But what makes the Kanaiyahs of the world romanticize the seemingly non-existent utopian state? Why does the left repeatedly use the ‘Anti-Fascist’ narrative to strike back? Is this an Indian phenomenon or is part of a larger communist narrative with deep trenches across society?

One of the few books that offers answers to such questions is the ‘Black Book of Communism : Crimes, Terror, Repression’ first published in 1997 in France under the title ‘ Le Livre noir du communisme: Crimes, terreur, répression’ and later on published in English in 1999 by Harvard University Press.

The Black Book Of Communism The Black Book Of Communism

Even though communism had its footholds from Asia to Latin America, there is very less scholarly research about the crimes of Communism. There are two primary reasons for this-

i. Communism has been history’s favorite child and this doctrine has mostly never been viewed with a skeptic vigour in India as bulk of the historian fraternity have themselves been strong subscribers of Communism.

ii.

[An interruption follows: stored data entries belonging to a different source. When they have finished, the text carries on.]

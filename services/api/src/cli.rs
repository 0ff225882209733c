use crate::assess::{run_assess, run_matrix, AssessArgs, MatrixArgs};
use crate::server;
use crate::terminal::run_wizard;
use clap::{Args, Parser, Subcommand};
use hiring_risk::error::AppError;

#[derive(Parser, Debug)]
#[command(
    name = "Bilingual Hiring Risk",
    about = "Assess bilingual hiring risk from the command line or over HTTP",
    version
)]
struct Cli {
    #[command(subcommand)]
    command: Option<Command>,
}

#[derive(Subcommand, Debug)]
enum Command {
    /// Start the HTTP service (default command)
    Serve(ServeArgs),
    /// Walk through the questionnaire interactively
    Wizard,
    /// Score a single answer set given as flags
    Assess(AssessArgs),
    /// Export the score of every answer combination as CSV
    Matrix(MatrixArgs),
}

#[derive(Args, Debug, Default)]
pub(crate) struct ServeArgs {
    /// Override the configured host for the HTTP server
    #[arg(long)]
    pub(crate) host: Option<String>,
    /// Override the configured port for the HTTP server
    #[arg(long)]
    pub(crate) port: Option<u16>,
}

pub(crate) async fn run() -> Result<(), AppError> {
    let cli = Cli::parse();
    let command = cli
        .command
        .unwrap_or_else(|| Command::Serve(ServeArgs::default()));

    match command {
        Command::Serve(args) => server::run(args).await,
        Command::Wizard => run_wizard(),
        Command::Assess(args) => run_assess(args),
        Command::Matrix(args) => run_matrix(args),
    }
}
use crate::assessment::domain::{
    Answer, Answers, BilingualExposure, FirmSize, HiringPressure, Region,
};
use crate::assessment::report::{RiskReport, WizardView};

pub(super) const EPSILON: f64 = 1e-9;

pub(super) fn answers(
    firm_size: FirmSize,
    bilingual_exposure: BilingualExposure,
    region: Region,
    hiring_pressure: HiringPressure,
) -> Answers {
    Answers {
        firm_size,
        bilingual_exposure,
        region,
        hiring_pressure,
    }
}

/// large / high / brussels / aggressive: raw 141.96, clamped to 100.
pub(super) fn saturated_answers() -> Answers {
    answers(
        FirmSize::Large,
        BilingualExposure::High,
        Region::Brussels,
        HiringPressure::Aggressive,
    )
}

/// small / low / liege / stable: raw 20.16.
pub(super) fn quiet_answers() -> Answers {
    answers(
        FirmSize::Small,
        BilingualExposure::Low,
        Region::Liege,
        HiringPressure::Stable,
    )
}

/// All coefficients at 1.0: raw 50.
pub(super) fn neutral_answers() -> Answers {
    answers(
        FirmSize::Medium,
        BilingualExposure::Medium,
        Region::Other,
        HiringPressure::Moderate,
    )
}

/// One answer per wizard step, in step order.
pub(super) fn step_answers(answers: &Answers) -> [Answer; 4] {
    [
        Answer::FirmSize(answers.firm_size),
        Answer::BilingualExposure(answers.bilingual_exposure),
        Answer::Region(answers.region),
        Answer::HiringPressure(answers.hiring_pressure),
    ]
}

pub(super) fn assert_close(actual: f64, expected: f64) {
    assert!(
        (actual - expected).abs() < EPSILON,
        "expected {expected}, got {actual}"
    );
}

#[derive(Debug, Clone, PartialEq)]
pub(super) enum ViewEvent {
    Step { step: u8, progress: f64 },
    Results { score: f64, tier: &'static str },
}

#[derive(Debug, Default)]
pub(super) struct RecordingView {
    pub(super) events: Vec<ViewEvent>,
}

impl WizardView for RecordingView {
    fn render_step(&mut self, step: u8, progress_percent: f64) {
        self.events.push(ViewEvent::Step {
            step,
            progress: progress_percent,
        });
    }

    fn render_results(&mut self, report: &RiskReport) {
        self.events.push(ViewEvent::Results {
            score: report.score,
            tier: report.tier_label,
        });
    }
}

Due to secretive nature of the communist regimes most of their crimes were buried with the victims.

In late 1990’s, the Soviet archives was opened and that became a strong source for the book. Also many of its authors were former communists . The Black Book provides an unimaginable but authentic detailed account of barbaric crimes of humanity inflicted by communist regimes from Russia to Poland, from China to Angola, from Latin America to Afghanistan.

Ignazio Silone, the Italian politician had once said ‘Revolutions, like trees, must be judged by their fruit,’ and these fruits are well documented by the Black Book through detailed narratives of terror, torture, artificial famine, mass deportations, and massacres inflicted by communist regimes.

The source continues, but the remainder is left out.